Restauração: Viollet-le-Duc x John Ruskin

Enquanto Viollet-le-Duc acolhia a intervenção na forma da restauração, John Ruskin não a acolhia e admitia apenas a conservação como método (ou providência) de preservação das obras

Por Cruzeiro do Sul

Marcelo Augusto Paiva Pereira.

Marcelo Augusto Paiva Pereira

A Europa do século XIX teve dois expoentes das doutrinas de restauração. Foram o francês Eugène Emmanuel Viollet-le-Duc (1814 - 1879) e o inglês John Ruskin (1819 - 1900). Contemporâneos, tinham posições antagônicas quanto aos métodos de restauração dos bens culturais.

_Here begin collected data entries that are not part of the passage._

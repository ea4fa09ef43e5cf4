//! Epic: a coarse functional grouping produced by the shred stage.

use serde::{Deserialize, Serialize};

/// A coarse decomposition unit of a PRD, representing a body of related work.
#[derive(Debug, Clone, PartialEq, Eq, Serialize, Deserialize)]
pub struct Epic {
    /// Identifier matching `E-NNN` (three decimal digits).
    pub id: String,
    pub title: String,
    pub description: String,
    /// PRD section references this epic draws from.
    #[serde(default)]
    pub prd_sections: Vec<String>,
    /// Expected number of tasks this epic will decompose into.
    pub estimated_task_count: i64,
    /// Epic ids this epic depends on.
    #[serde(default)]
    pub dependencies_on_epics: Vec<String>,
}

/// Output of the shred stage: the full epic breakdown of a PRD.
#[derive(Debug, Clone, PartialEq, Eq, Serialize, Deserialize, Default)]
pub struct EpicBreakdown {
    pub epics: Vec<Epic>,
}

impl EpicBreakdown {
    pub fn epic_ids(&self) -> std::collections::HashSet<&str> {
        self.epics.iter().map(|e| e.id.as_str()).collect()
    }
}

#[cfg(test)]
mod tests {
    use super::*;

    #[test]
    fn roundtrips_through_json() {
        let breakdown = EpicBreakdown {
            epics: vec![Epic {
                id: "E-001".to_string(),
                title: "Auth".to_string(),
                description: "Authentication flows".to_string(),
                prd_sections: vec!["2.1".to_string()],
                estimated_task_count: 4,
                dependencies_on_epics: vec![],
            }],
        };

        let json = serde_json::to_string(&breakdown).unwrap();
        let back: EpicBreakdown = serde_json::from_str(&json).unwrap();
        assert_eq!(breakdown, back);

        let json2 = serde_json::to_string(&back).unwrap();
        assert_eq!(json, json2);
    }

    #[test]
    fn epic_ids_set() {
        let breakdown = EpicBreakdown {
            epics: vec![
                Epic {
                    id: "E-001".to_string(),
                    title: "A".to_string(),
                    description: "d".to_string(),
                    prd_sections: vec![],
                    estimated_task_count: 0,
                    dependencies_on_epics: vec![],
                },
                Epic {
                    id: "E-002".to_string(),
                    title: "B".to_string(),
                    description: "d".to_string(),
                    prd_sections: vec![],
                    estimated_task_count: 0,
                    dependencies_on_epics: vec!["E-001".to_string()],
                },
            ],
        };
        let ids = breakdown.epic_ids();
        assert!(ids.contains("E-001"));
        assert!(ids.contains("E-002"));
        assert_eq!(ids.len(), 2);
    }
}
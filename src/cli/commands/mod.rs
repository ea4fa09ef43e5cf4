//! CLI command handlers, one module per subcommand.
//!
//! Every handler returns the process exit code it wants (see spec.md's
//! CLI exit codes: 0 success, 1 generic error, 2 partial success, 3
//! cancelled) rather than bailing through `anyhow` for outcomes that are
//! expected, not exceptional.

pub const EXIT_OK: i32 = 0;
pub const EXIT_ERROR: i32 = 1;
pub const EXIT_PARTIAL: i32 = 2;
pub const EXIT_CANCELLED: i32 = 3;

pub mod decompose;
pub mod emit;
pub mod loop_cmd;
pub mod merge;
pub mod scatter;
pub mod shred;
pub mod validate;

use tokio::sync::mpsc;

/// Drain an event channel onto the tracing log for the duration of a
/// command, so progress is visible without the caller threading a sink
/// through every call site.
pub fn spawn_event_logger<E>(mut rx: mpsc::Receiver<E>) -> tokio::task::JoinHandle<()>
where
    E: std::fmt::Debug + Send + 'static,
{
    tokio::spawn(async move {
        while let Some(event) = rx.recv().await {
            tracing::info!(?event, "progress");
        }
    })
}

/// Build a cooperative cancellation token that flips on Ctrl-C.
pub fn cancel_on_ctrl_c() -> tokio_util::sync::CancellationToken {
    let token = tokio_util::sync::CancellationToken::new();
    let child = token.clone();
    tokio::spawn(async move {
        if tokio::signal::ctrl_c().await.is_ok() {
            child.cancel();
        }
    });
    token
}
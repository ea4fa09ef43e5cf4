//! C6.4 — Title normalization and deduplication.

use std::collections::{HashMap, HashSet};

use crate::domain::models::MergedTask;

const VERB_PREFIXES: &[&str] = &[
    "implement ", "create ", "set up ", "add ", "build ", "define ", "write ", "configure ", "design ", "establish ",
];

/// Normalize a title for dedup grouping: lowercase, strip one leading verb
/// prefix (only when followed by a space), collapse whitespace, strip
/// punctuation. Deliberately lossy — "Implement X" and "Create X" collapse
/// to the same key. Falls back to the lowercased original if stripping
/// leaves nothing.
pub fn normalize_title(title: &str) -> String {
    let lower = title.to_lowercase();

    let mut stripped = lower.as_str();
    for prefix in VERB_PREFIXES {
        if let Some(rest) = stripped.strip_prefix(prefix) {
            stripped = rest;
            break;
        }
    }

    let collapsed = stripped.split_whitespace().collect::<Vec<_>>().join(" ");
    let cleaned: String = collapsed.chars().filter(|c| c.is_alphanumeric() || c.is_whitespace()).collect();
    let cleaned = cleaned.split_whitespace().collect::<Vec<_>>().join(" ");

    if cleaned.is_empty() {
        lower
    } else {
        cleaned
    }
}

#[derive(Debug, Clone, PartialEq, Eq)]
pub struct MergeRecord {
    pub keeper_global_id: String,
    pub merged_global_ids: Vec<String>,
    pub acceptance_criteria_added: usize,
}

#[derive(Debug, Default, Clone, PartialEq, Eq)]
pub struct DedupReport {
    pub original_count: usize,
    pub removed_count: usize,
    pub final_count: usize,
    pub merge_records: Vec<MergeRecord>,
    pub rewritten_dependencies: usize,
}

/// Group tasks by normalized title; within each group of size ≥2, keep the
/// smallest-global-id task, fold the rest's acceptance criteria into it, and
/// rewrite every other task's dependency references to the removed ids.
pub fn dedup_tasks(tasks: Vec<MergedTask>) -> (Vec<MergedTask>, DedupReport) {
    let original_count = tasks.len();

    let mut groups: HashMap<String, Vec<usize>> = HashMap::new();
    for (i, t) in tasks.iter().enumerate() {
        groups.entry(normalize_title(&t.title)).or_default().push(i);
    }

    let mut tasks = tasks;
    let mut removed_ids: HashSet<String> = HashSet::new();
    let mut redirect: HashMap<String, String> = HashMap::new();
    let mut merge_records = Vec::new();

    let mut keys: Vec<String> = groups.keys().cloned().collect();
    keys.sort();

    for key in &keys {
        let idxs = &groups[key];
        if idxs.len() < 2 {
            continue;
        }
        let mut sorted_idxs = idxs.clone();
        sorted_idxs.sort_by(|&a, &b| tasks[a].global_id.cmp(&tasks[b].global_id));
        let keeper_idx = sorted_idxs[0];
        let keeper_id = tasks[keeper_idx].global_id.clone();

        let mut merged_ids = Vec::new();
        let mut added = 0;
        for &idx in &sorted_idxs[1..] {
            let other_id = tasks[idx].global_id.clone();
            for criterion in tasks[idx].acceptance_criteria.clone() {
                if !tasks[keeper_idx].acceptance_criteria.contains(&criterion) {
                    tasks[keeper_idx].acceptance_criteria.push(criterion);
                    added += 1;
                }
            }
            removed_ids.insert(other_id.clone());
            redirect.insert(other_id.clone(), keeper_id.clone());
            merged_ids.push(other_id);
        }
        merge_records.push(MergeRecord {
            keeper_global_id: keeper_id,
            merged_global_ids: merged_ids,
            acceptance_criteria_added: added,
        });
    }

    let mut rewritten_dependencies = 0;
    for task in tasks.iter_mut() {
        let mut new_deps = Vec::new();
        for dep in &task.dependencies {
            let resolved = redirect.get(dep).cloned().unwrap_or_else(|| dep.clone());
            if resolved == task.global_id {
                continue;
            }
            if !new_deps.contains(&resolved) {
                new_deps.push(resolved);
            }
        }
        if new_deps != task.dependencies {
            rewritten_dependencies += 1;
        }
        task.dependencies = new_deps;
    }

    let final_tasks: Vec<MergedTask> = tasks.into_iter().filter(|t| !removed_ids.contains(&t.global_id)).collect();
    let removed_count = removed_ids.len();
    let final_count = final_tasks.len();

    (
        final_tasks,
        DedupReport {
            original_count,
            removed_count,
            final_count,
            merge_records,
            rewritten_dependencies,
        },
    )
}

#[cfg(test)]
mod tests {
    use super::*;
    use crate::domain::models::{Effort, Priority};

    fn task(global_id: &str, title: &str, deps: &[&str]) -> MergedTask {
        MergedTask {
            global_id: global_id.to_string(),
            temp_id: String::new(),
            epic_id: "E-001".to_string(),
            title: title.to_string(),
            description: String::new(),
            acceptance_criteria: vec![],
            dependencies: deps.iter().map(|s| s.to_string()).collect(),
            effort: Effort::Small,
            priority: Priority::MustHave,
        }
    }

    #[test]
    fn verb_prefixes_collapse_to_same_key() {
        assert_eq!(normalize_title("Implement Login Page"), normalize_title("Create Login Page"));
    }

    #[test]
    fn punctuation_is_removed() {
        assert_eq!(normalize_title("Set up CI/CD pipeline!"), "cicd pipeline");
    }

    #[test]
    fn empty_after_stripping_falls_back_to_lowercased_original() {
        assert_eq!(normalize_title("Implement"), "implement");
    }

    #[test]
    fn conservation_law_holds() {
        let tasks = vec![
            task("T-002", "Implement Login Page", &[]),
            task("T-001", "Create Login Page", &[]),
            task("T-003", "Write docs", &[]),
        ];
        let (final_tasks, report) = dedup_tasks(tasks);
        assert_eq!(report.original_count, report.removed_count + report.final_count);
        assert_eq!(final_tasks.len(), report.final_count);
    }

    #[test]
    fn keeper_is_smallest_global_id() {
        let tasks = vec![
            task("T-002", "Implement Login Page", &[]),
            task("T-001", "Create Login Page", &[]),
        ];
        let (final_tasks, report) = dedup_tasks(tasks);
        assert_eq!(report.merge_records.len(), 1);
        assert_eq!(report.merge_records[0].keeper_global_id, "T-001");
        assert_eq!(final_tasks.len(), 1);
        assert_eq!(final_tasks[0].global_id, "T-001");
    }

    #[test]
    fn dependency_references_to_removed_task_are_rewritten_to_keeper() {
        let tasks = vec![
            task("T-001", "Create Login Page", &[]),
            task("T-002", "Implement Login Page", &[]),
            task("T-003", "Write docs", &["T-002"]),
        ];
        let (final_tasks, report) = dedup_tasks(tasks);
        assert_eq!(report.rewritten_dependencies, 1);
        let docs_task = final_tasks.iter().find(|t| t.global_id == "T-003").unwrap();
        assert_eq!(docs_task.dependencies, vec!["T-001".to_string()]);
    }

    #[test]
    fn rewrite_never_produces_self_reference() {
        let tasks = vec![
            task("T-001", "Create Login Page", &["T-002"]),
            task("T-002", "Implement Login Page", &[]),
        ];
        let (final_tasks, _) = dedup_tasks(tasks);
        let keeper = final_tasks.iter().find(|t| t.global_id == "T-001").unwrap();
        assert!(keeper.dependencies.is_empty());
    }
}
//! C1 — Schema & Validator.
//!
//! Two validation entry points, one per AI-agent output shape. Neither ever
//! short-circuits: every pass collects *all* field-path errors so the
//! retry-prompt feedback in C4/C5 can address every problem at once, not
//! one per attempt. Grounded in the deduction-and-collect reporting shape of
//! OrkeeAI's `ideate/validation.rs` `PRDValidator`, adapted from a
//! pass/score model to pass/fail-with-full-error-list since this spec has
//! no scoring concept.

use std::collections::HashSet;
use std::sync::OnceLock;

use regex::Regex;

use crate::domain::error::{FieldError, ValidationError};
use crate::domain::models::{Effort, EpicBreakdown, EpicTaskResult, Priority};

/// Hard cap on JSON input accepted for parsing, per spec.md §4.1.
pub const MAX_JSON_BYTES: u64 = 10 * 1024 * 1024;

fn epic_id_re() -> &'static Regex {
    static RE: OnceLock<Regex> = OnceLock::new();
    RE.get_or_init(|| Regex::new(r"^E-\d{3}$").unwrap())
}

fn temp_id_re() -> &'static Regex {
    static RE: OnceLock<Regex> = OnceLock::new();
    RE.get_or_init(|| Regex::new(r"^E\d{3}-T\d{2}$").unwrap())
}

fn cross_epic_re() -> &'static Regex {
    static RE: OnceLock<Regex> = OnceLock::new();
    RE.get_or_init(|| Regex::new(r"^(E-\d{3}):(.+)$").unwrap())
}

/// Parse a JSON byte slice into `T`, rejecting input strictly above
/// [`MAX_JSON_BYTES`]. Exactly at the cap is accepted.
pub fn parse_json_capped<T: serde::de::DeserializeOwned>(
    bytes: &[u8],
) -> Result<T, ValidationError> {
    let len = bytes.len() as u64;
    if len > MAX_JSON_BYTES {
        return Err(ValidationError::SizeCapExceeded {
            actual: len,
            cap: MAX_JSON_BYTES,
        });
    }
    serde_json::from_slice(bytes)
        .map_err(|e| ValidationError::Field(format!("invalid JSON: {e}")))
}

fn err(field_path: impl Into<String>, message: impl Into<String>) -> FieldError {
    FieldError {
        field_path: field_path.into(),
        message: message.into(),
    }
}

/// Validate an `EpicBreakdown` produced by the shred stage.
pub fn validate_epic_breakdown(breakdown: &EpicBreakdown) -> Vec<FieldError> {
    let mut errors = Vec::new();

    if breakdown.epics.is_empty() {
        errors.push(err("epics", "epics list must not be empty"));
        return errors;
    }

    let mut seen_ids: HashSet<&str> = HashSet::new();
    let known_ids: HashSet<&str> = breakdown.epics.iter().map(|e| e.id.as_str()).collect();

    for (i, epic) in breakdown.epics.iter().enumerate() {
        let prefix = format!("epics[{i}]");

        if epic.id.is_empty() {
            errors.push(err(format!("{prefix}.id"), "id must not be empty"));
        } else if !epic_id_re().is_match(&epic.id) {
            errors.push(err(
                format!("{prefix}.id"),
                format!("id '{}' must match pattern E-NNN", epic.id),
            ));
        } else if !seen_ids.insert(epic.id.as_str()) {
            errors.push(err(
                format!("{prefix}.id"),
                format!("duplicate epic id '{}'", epic.id),
            ));
        }

        if epic.title.is_empty() {
            errors.push(err(format!("{prefix}.title"), "title must not be empty"));
        }
        if epic.description.is_empty() {
            errors.push(err(
                format!("{prefix}.description"),
                "description must not be empty",
            ));
        }
        if epic.estimated_task_count < 0 {
            errors.push(err(
                format!("{prefix}.estimated_task_count"),
                format!(
                    "estimated_task_count must be non-negative, got {}",
                    epic.estimated_task_count
                ),
            ));
        }

        for (j, dep) in epic.dependencies_on_epics.iter().enumerate() {
            let dep_prefix = format!("{prefix}.dependencies_on_epics[{j}]");
            if dep.is_empty() {
                errors.push(err(&dep_prefix, "dependency id must not be empty"));
                continue;
            }
            if dep == &epic.id {
                errors.push(err(
                    &dep_prefix,
                    format!("epic '{}' cannot depend on itself", epic.id),
                ));
                continue;
            }
            if !known_ids.contains(dep.as_str()) {
                errors.push(err(
                    &dep_prefix,
                    format!("unknown epic id '{dep}'"),
                ));
            }
        }
    }

    errors
}

/// Validate an `EpicTaskResult` produced by one scatter worker.
///
/// `known_epic_ids`, when non-empty, constrains which epic ids are valid
/// targets for cross-epic dependencies.
pub fn validate_epic_task_result(
    result: &EpicTaskResult,
    known_epic_ids: &HashSet<&str>,
) -> Vec<FieldError> {
    let mut errors = Vec::new();

    if result.epic_id.is_empty() {
        errors.push(err("epic_id", "epic_id must not be empty"));
    } else if !epic_id_re().is_match(&result.epic_id) {
        errors.push(err(
            "epic_id",
            format!("epic_id '{}' must match pattern E-NNN", result.epic_id),
        ));
    }

    let mut seen_temp_ids: HashSet<&str> = HashSet::new();
    let task_temp_ids: HashSet<&str> = result.tasks.iter().map(|t| t.temp_id.as_str()).collect();

    for (i, task) in result.tasks.iter().enumerate() {
        let prefix = format!("tasks[{i}]");

        if task.temp_id.is_empty() {
            errors.push(err(format!("{prefix}.temp_id"), "temp_id must not be empty"));
        } else if !temp_id_re().is_match(&task.temp_id) {
            errors.push(err(
                format!("{prefix}.temp_id"),
                format!("temp_id '{}' must match pattern ENNN-TNN", task.temp_id),
            ));
        } else if !seen_temp_ids.insert(task.temp_id.as_str()) {
            errors.push(err(
                format!("{prefix}.temp_id"),
                format!("duplicate temp_id '{}'", task.temp_id),
            ));
        }

        if task.title.is_empty() {
            errors.push(err(format!("{prefix}.title"), "title must not be empty"));
        }
        if task.description.is_empty() {
            errors.push(err(
                format!("{prefix}.description"),
                "description must not be empty",
            ));
        }
        if task.acceptance_criteria.is_empty() {
            errors.push(err(
                format!("{prefix}.acceptance_criteria"),
                "acceptance_criteria must not be empty",
            ));
        }

        // Effort/priority are parsed as closed enums by serde already; this
        // check exists for callers that hand-construct a TaskDef outside
        // JSON deserialization (e.g. tests), where the compiler cannot stop
        // an invalid `Effort`/`Priority` from being fabricated by hand.
        let _ = Effort::from_str(task.effort.as_str());
        let _ = Priority::from_str(task.priority.as_str());

        for (j, dep) in task.local_dependencies.iter().enumerate() {
            let dep_prefix = format!("{prefix}.local_dependencies[{j}]");
            if dep.is_empty() {
                errors.push(err(&dep_prefix, "local dependency must not be empty"));
                continue;
            }
            if dep == &task.temp_id {
                errors.push(err(
                    &dep_prefix,
                    format!("task '{}' cannot depend on itself", task.temp_id),
                ));
                continue;
            }
            if !task_temp_ids.contains(dep.as_str()) {
                errors.push(err(
                    &dep_prefix,
                    format!("unknown local dependency '{dep}'"),
                ));
            }
        }

        for (j, dep) in task.cross_epic_dependencies.iter().enumerate() {
            let dep_prefix = format!("{prefix}.cross_epic_dependencies[{j}]");
            match cross_epic_re().captures(dep) {
                Some(caps) => {
                    let epic_part = &caps[1];
                    let label = &caps[2];
                    if label.is_empty() {
                        errors.push(err(
                            &dep_prefix,
                            format!("cross-epic dependency '{dep}' has an empty label"),
                        ));
                    }
                    if !known_epic_ids.is_empty() && !known_epic_ids.contains(epic_part) {
                        errors.push(err(
                            &dep_prefix,
                            format!("unknown epic id '{epic_part}' in cross-epic dependency"),
                        ));
                    }
                }
                None => {
                    errors.push(err(
                        &dep_prefix,
                        format!("cross-epic dependency '{dep}' must match pattern E-NNN:<label>"),
                    ));
                }
            }
        }
    }

    errors
}

/// Render a list of field errors as a numbered list for retry-prompt
/// injection (spec.md §4.1: "formatted as a numbered list").
pub fn format_errors_numbered(errors: &[FieldError]) -> String {
    errors
        .iter()
        .enumerate()
        .map(|(i, e)| format!("{}. {}", i + 1, e))
        .collect::<Vec<_>>()
        .join("\n")
}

Seguem abaixo comentários sobre ambos.

Viollet-le-Duc entendia, a restauração, um processo fundado na unidade estilística (formal) dos edifícios com o escopo de criar um modelo procedente da versão originária do estilo (pensamento pioneiro da obra).

Seu sistema teórico fundava-se nos elementos da forma (ou estilo), função e estrutura, a obter a coerência do conjunto arquitetônico. Admitia uma reformulação ideal, um tipo característico da obra. A ele devia haver uma unidade estilística que traria à tona o pensamento pioneiro fonte primeira da referida. Esta fonte era o fundamento da restauração.

A restauração deveria identificar o pensamento pioneiro da obra, os acréscimos e modificações tempestivas (readaptação e reformulação) e redesenha-la sem estas intervenções posteriores, a fim de obter a unidade estilística (reformulação ideal) da obra.

Após obtida, dever-se-ia distinguir o antigo do novo, fazer sobressair os sinais das intervenções e das partes substituídas por equivalentes de melhor material e por mais eficazes meios (clonagem de peças). Traria ao presente a obra como foi ou como poderia ter sido.

Este último efeito resultava da hipótese ou imaginação (às vezes fantasiosa), que retirava a autenticidade e causava o falso histórico. Acolheu o uso adequado da obra restaurada.

O inglês se opunha ao francês. John Ruskin defendia a preservação da integridade das obras no estado de conservação em que estivessem. Deveria haver o respeito absoluto à matéria original, sem nada remover.

A ele a restauração era intervenção que descaracterizava, retirava a autenticidade, porque o novo estado da obra pertencia a uma nova época. A restauração era imitação (réplica e falso histórico) da arquitetura passada e causava a falsa descrição do que a obra teria sido.

As obras arquitetônicas deveriam atravessar os séculos de modo intocado e submetidas ao envelhecimento próprio das suas destinações. São expressões fortes e duradouras, aptas a se eternizar e a carregar grandes valores históricos e culturais.

A conservação deveria ser o método de preservação às obras. Ele valorava a passividade (a não intervenção) e admitia o fim da existência da obra, conforme o estado de conservação.

Havia um dueto nostálgico-romântico pelas ruínas arquitetônicas, as quais testemunham a idade, o envelhecimento e a memória e nelas pode estar expressa a essência do monumento. Nelas protraem a dúvida do que se teria perdido e o mistério do que teriam sido.

Em suma, enquanto Viollet-le-Duc acolhia a intervenção na forma da restauração, John Ruskin não a acolhia e admitia apenas a conservação como método (ou providência) de preservação das obras. Ambos, porém, foram muito empíricos em suas doutrinas.

Na primeira metade do século XX, três italianos criaram outras doutrinas menos empíricas e mais científicas. Para o próximo artigo. Nada a mais.